# Raidmax Hybrid 530W



## Tarun (Feb 5, 2012)

Raidmax Hybrid 530W
should i go with it ??? is it worth Rs.1,948????


----------



## whitestar_999 (Feb 5, 2012)

spend 300 more & get a corsair CX430V2 80+ certified quality psu.

RAIDMAX Hybrid 2 RX-530SS ATX12V 530W - AnandTech Forums


> Cons: STILL CLAIMING OUT OF SPEC RIPPLE! 70mv is waaay too much ripple on the 3.3v and 5v line! MAX ripple by ATX specification is 50mv. High failure rate. Dual rail is NOT good for high end video cards. You are better off with a big fat single rail or shared triple rail design.
> 
> Other Thoughts: Do you want to trust a PSU that has out of spec ratings right on the side of it? Ripple will shorten the life of your components! Spend a few bucks more and at least get an Antec (not a basiq) or something! Don't buy into the "more watts the better" hype. Unless you are running quad-core with 8800 GTX in SLI you probably dont need more than a good quality 400w PSU. Bottom line: DON'T buy a cheap PSU if you want a reliable and stable system, period!


----------



## d6bmg (Feb 5, 2012)

Tarun said:


> Raidmax Hybrid 530W
> should i go with it ??? is it worth Rs.1,948????

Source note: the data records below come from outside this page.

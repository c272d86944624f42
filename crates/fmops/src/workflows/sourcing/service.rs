use std::sync::Arc;

use chrono::Utc;
use tracing::info;

use super::domain::{
    EvaluationWeights, InvitationId, InvitationStatus, Quote, QuoteId, QuoteStatus,
    QuoteSubmission, Rfq, RfqDraft, RfqId, RfqOverview, RfqStatus, SupplierId, SupplierInvitation,
};
use super::lifecycle::{self, LifecycleError};
use super::repository::{
    DirectoryError, RepositoryError, SourcingRepository, SupplierDirectory,
};
use super::scoring::{self, ScoringError};

/// Coarse classification used by transport adapters to pick a status code.
#[derive(Debug, Clone, Copy, PartialEq, Eq)]
pub enum ErrorKind {
    NotFound,
    Validation,
    InsufficientData,
    Conflict,
    Unavailable,
}

/// Error raised by the sourcing service.
#[derive(Debug, thiserror::Error)]
pub enum SourcingError {
    #[error("rfq {0} not found")]
    RfqNotFound(RfqId),
    #[error("invitation {0} not found")]
    InvitationNotFound(InvitationId),
    #[error("supplier {0} is not registered")]
    UnknownSupplier(SupplierId),
    #[error("supplier {supplier} has no quote on rfq {rfq}")]
    QuoteNotFound { rfq: RfqId, supplier: SupplierId },
    #[error("rfq title must not be empty")]
    EmptyTitle,
    #[error("supplier {0} is already invited")]
    DuplicateInvitation(SupplierId),
    #[error("supplier {0} already submitted a quote; revise it instead")]
    DuplicateQuote(SupplierId),
    #[error("supplier {0} was not invited to this rfq")]
    NotInvited(SupplierId),
    #[error("quote price must be positive, got {0}")]
    NonPositivePrice(f64),
    #[error("{name} score must be between 0 and 100, got {value}")]
    ScoreOutOfRange { name: &'static str, value: u8 },
    #[error("invitation is already {status} and cannot be declined")]
    InvitationClosed { status: InvitationStatus },
    #[error(transparent)]
    Lifecycle(#[from] LifecycleError),
    #[error(transparent)]
    Scoring(#[from] ScoringError),
    #[error(transparent)]
    Repository(#[from] RepositoryError),
    #[error(transparent)]
    Directory(#[from] DirectoryError),
}

impl SourcingError {
    pub fn kind(&self) -> ErrorKind {
        match self {
            SourcingError::RfqNotFound(_)
            | SourcingError::InvitationNotFound(_)
            | SourcingError::UnknownSupplier(_)
            | SourcingError::QuoteNotFound { .. } => ErrorKind::NotFound,
            SourcingError::EmptyTitle
            | SourcingError::DuplicateInvitation(_)
            | SourcingError::DuplicateQuote(_)
            | SourcingError::NotInvited(_)
            | SourcingError::NonPositivePrice(_)
            | SourcingError::ScoreOutOfRange { .. }
            | SourcingError::InvitationClosed { .. } => ErrorKind::Validation,
            SourcingError::Lifecycle(LifecycleError::AlreadyAwarded) => ErrorKind::Conflict,
            SourcingError::Lifecycle(_) => ErrorKind::Validation,
            SourcingError::Scoring(ScoringError::InsufficientQuotes { .. }) => {
                ErrorKind::InsufficientData
            }
            SourcingError::Scoring(ScoringError::ZeroWeightSum) => ErrorKind::Validation,
            SourcingError::Repository(RepositoryError::Conflict)
            | SourcingError::Repository(RepositoryError::StaleWrite) => ErrorKind::Conflict,
            SourcingError::Repository(RepositoryError::NotFound) => ErrorKind::NotFound,
            SourcingError::Repository(RepositoryError::Unavailable(_))
            | SourcingError::Directory(_) => ErrorKind::Unavailable,
        }
    }
}
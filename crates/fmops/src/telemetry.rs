use crate::config::TelemetryConfig;
use tracing_subscriber::filter::ParseError;
use tracing_subscriber::EnvFilter;

#[derive(Debug, thiserror::Error)]
pub enum TelemetryError {
    #[error("configured log filter '{spec}' is not a valid directive set")]
    InvalidFilter {
        spec: String,
        #[source]
        source: ParseError,
    },
    #[error("failed to install the global subscriber: {0}")]
    Install(Box<dyn std::error::Error + Send + Sync>),
}

/// Install the global fmt subscriber. An explicit `RUST_LOG` takes
/// precedence over the configured level; either way the filter is validated
/// before anything is installed.
pub fn init(config: &TelemetryConfig) -> Result<(), TelemetryError> {
    let filter = EnvFilter::try_from_default_env().or_else(|_| {
        EnvFilter::try_new(&config.log_level).map_err(|source| TelemetryError::InvalidFilter {
            spec: config.log_level.clone(),
            source,
        })
    })?;

    tracing_subscriber::fmt()
        .with_env_filter(filter)
        .with_target(false)
        .with_ansi(false)
        .compact()
        .try_init()
        .map_err(TelemetryError::Install)
}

Firstly, it is not 1948/-. Add shipping+customs and it will come around 3.5K.
Buy Corsair CX430V2.

BTW, please mention the config for which you intend to buy this PSU.


----------



## Tarun (Feb 8, 2012)

anyone else does junglee.com charge for shipping ????


----------



## Krow (Feb 8, 2012)

Junglee does not sell. You will be buying from Amazon which will charge you shipping and customs. Stop trying to save 300 bucks and get the Corsair unit which is available locally.

If your psu ordered from abroad, you'll have to ship it back for replacement. All worth it for Rs 300?


----------